Il y a eu dans les illusions du parti modéré d’autres causes que celle que nous venons d’indiquer. Ce pays-ci a besoin de souffrir pour comprendre. Il ne voit le mal que lorsqu’il le sent ; il n’a de discipline qu’en face du danger ; il ne conçoit la règle que sous la forme de la nécessité. Or, cet hiver, il y a eu quelques éclaircies d’aisance et de sécurité, et, voyant ce rayon de soleil, les bourgeois de Paris se sont dit à l’envi : Voilà le bon temps revenu ! La révolution de février n’a été qu’un accident et une surprise : voilà tout réparé ou à peu près ; il y a des bals, des concerts, des soirées ! Vous voyez bien que la république n’est pas si méchante qu’elle en avait l’air. Ceux qui n’avaient pas le cœur à la danse, ceux-là se taisaient, de peur de s’entendre dire qu’ils étaient d’anciens satisfaits, aujourd’hui désespérés. D’ailleurs, disaient les politiques, il faut bien faire aller le commerce. — Mauvais principe, et avec lequel on a établi les ateliers nationaux. Créer du travail aux ouvriers et du commerce aux marchands, quand tout cela ne vient pas de soi-même, c’est une duperie ruineuse ; c’est faire en politique ce que font dans les jardins chinois ceux qui mettent des ponts où il n’y a pas de rivière.

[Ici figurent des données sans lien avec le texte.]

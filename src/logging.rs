use anyhow::{Context, Result};
use camino::Utf8Path;
use std::fs;
use tracing_appender::non_blocking::WorkerGuard;
use tracing_appender::rolling;
use tracing_subscriber::{EnvFilter, layer::SubscriberExt, util::SubscriberInitExt};

/// Build the level filter for the given mode.
fn level_filter(debug_mode: bool) -> EnvFilter {
    if debug_mode {
        EnvFilter::new("debug")
    } else {
        EnvFilter::new("info")
    }
}

/// Create the log directory if it doesn't exist yet.
fn ensure_log_dir(log_dir: &str) -> Result<()> {
    let log_path = Utf8Path::new(log_dir);
    if !log_path.exists() {
        fs::create_dir_all(log_path)
            .with_context(|| format!("Failed to create log directory: {}", log_dir))?;
    }
    Ok(())
}

/// Setup logging with a daily rotating file and optional console output.
///
/// # Arguments
/// * `log_dir` - Directory for log files (e.g., "logs")
/// * `log_prefix` - Prefix for log files (e.g., "squarecrop")
/// * `debug_mode` - If true, use debug level; otherwise use info level
/// * `console_output` - If true, also log to the console with ANSI colors
///
/// # Returns
/// A guard that must be held for the duration of the program to keep logging active
pub fn setup_logging(
    log_dir: &str,
    log_prefix: &str,
    debug_mode: bool,
    console_output: bool,
) -> Result<WorkerGuard> {
    ensure_log_dir(log_dir)?;

    // Create daily rotating file appender
    let file_appender = rolling::daily(log_dir, log_prefix);
    let (non_blocking, guard) = tracing_appender::non_blocking(file_appender);

    let file_layer = tracing_subscriber::fmt::layer()
        .with_writer(non_blocking)
        .with_ansi(false) // No ANSI codes in log files
        .with_target(true)
        .with_thread_ids(true)
        .with_file(true)
        .with_line_number(true);

    // `Option<Layer>` is itself a layer, so the console output can be toggled
    let console_layer = console_output.then(|| {
        tracing_subscriber::fmt::layer()
            .with_ansi(true)
            .with_target(false)
    });

    tracing_subscriber::registry()
        .with(level_filter(debug_mode))
        .with(file_layer)
        .with(console_layer)
        .try_init()
        .context("A global tracing subscriber is already installed")?;

    tracing::info!(
        "Logging initialized: dir={}, prefix={}, debug={}, console={}",
        log_dir,
        log_prefix,
        debug_mode,
        console_output
    );

    Ok(guard)
}

#[cfg(test)]
mod tests {
    use super::*;
    use tempfile::TempDir;

    #[test]
    #[allow(unused_variables)]
    fn test_setup_logging() {
        let temp_dir = TempDir::new().unwrap();
        let log_dir = temp_dir.path().join("logs");
        let log_dir_str = log_dir.to_str().unwrap();

        // May fail if another test already installed a subscriber,
        // but the directory is created before that point
        let result = setup_logging(log_dir_str, "test", false, false);

        assert!(log_dir.exists());
    }

    #[test]
    fn test_ensure_log_dir_is_idempotent() {
        let temp_dir = TempDir::new().unwrap();
        let log_dir = temp_dir.path().join("nested").join("logs");
        let log_dir_str = log_dir.to_str().unwrap();

        ensure_log_dir(log_dir_str).unwrap();
        ensure_log_dir(log_dir_str).unwrap();

        assert!(log_dir.is_dir());
    }
}
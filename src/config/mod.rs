use crate::models::UserConfig;
use anyhow::{Context, Result};
use camino::{Utf8Path, Utf8PathBuf};
use std::fs;

/// File name of the user settings inside the configuration directory.
pub const USER_CONFIG_FILE: &str = "Cropper Settings.yaml";

/// Configuration manager for loading and saving the YAML settings file.
///
/// The settings file is optional: when it is absent the built-in defaults
/// are used, and nothing is written back unless [`ConfigManager::save_user_config`]
/// is called explicitly.
#[derive(Debug, Clone)]
pub struct ConfigManager {
    config_dir: Utf8PathBuf,
    user_config_path: Utf8PathBuf,
}

impl ConfigManager {
    /// Create a new ConfigManager with the specified configuration directory.
    ///
    /// # Arguments
    /// * `config_dir` - Directory containing configuration files (e.g., "Cropper Data")
    ///
    /// # Returns
    /// A new ConfigManager instance
    pub fn new<P: AsRef<Utf8Path>>(config_dir: P) -> Result<Self> {
        let config_dir = config_dir.as_ref().to_path_buf();

        // Create config directory if it doesn't exist
        if !config_dir.exists() {
            fs::create_dir_all(&config_dir)
                .with_context(|| format!("Failed to create config directory: {}", config_dir))?;
        }

        Ok(Self {
            user_config_path: config_dir.join(USER_CONFIG_FILE),
            config_dir,
        })
    }

    /// Load the user configuration file.
    ///
    /// # Returns
    /// The loaded UserConfig, or default if file doesn't exist
    pub fn load_user_config(&self) -> Result<UserConfig> {
        if !self.user_config_path.exists() {
            tracing::warn!(
                "User config file not found at {}, using defaults",
                self.user_config_path
            );
            return Ok(UserConfig::default());
        }

        let file_contents = fs::read_to_string(&self.user_config_path)
            .with_context(|| format!("Failed to read user config: {}", self.user_config_path))?;

        // An empty file deserializes to `null`; treat it like a missing one
        if file_contents.trim().is_empty() {
            return Ok(UserConfig::default());
        }

        let config: UserConfig = serde_yaml_ng::from_str(&file_contents)
            .with_context(|| format!("Failed to parse user config: {}", self.user_config_path))?;

        tracing::info!("Loaded user config from {}", self.user_config_path);
        Ok(config)
    }

    /// Save the user configuration file.
    ///
    /// # Arguments
    /// * `config` - The UserConfig to save
    pub fn save_user_config(&self, config: &UserConfig) -> Result<()> {
        let yaml_string =
            serde_yaml_ng::to_string(config).context("Failed to serialize user config to YAML")?;

        fs::write(&self.user_config_path, yaml_string)
            .with_context(|| format!("Failed to write user config: {}", self.user_config_path))?;

        tracing::info!("Saved user config to {}", self.user_config_path);
        Ok(())
    }

    /// Get the configuration directory path.
    pub fn config_dir(&self) -> &Utf8Path {
        &self.config_dir
    }

    /// Get the settings file path.
    pub fn user_config_path(&self) -> &Utf8Path {
        &self.user_config_path
    }
}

Croire qu’il n’y aura plus de tempête parce que le soleil a reparu, qu’il n’y aura plus de vent parce que l’air est calme, croire toujours que tout est fini, vieille maladie de notre pauvre pays qui se promet sans cesse l’éternité aux lendemains de ses mille et une révolutions ! Voilà l’illusion qui a égaré le parti modéré. Quant à nous, nous ne faisons pas contre fortune bon cœur ; cependant nous sommes tentés de nous applaudir que les élections n’aient pas plus réussi, car nous aurions eu à lutter contre les divisions de notre parti ; mieux vaut lutter contre l’ennemi commun à mesure que l’on espérait voir la montagne s’abaisser, les nuances et les distinctions se faisaient dans le parti modéré, tellement que ces commencemens de division sont, à l’heure qu’il est, un des embarras de la situation.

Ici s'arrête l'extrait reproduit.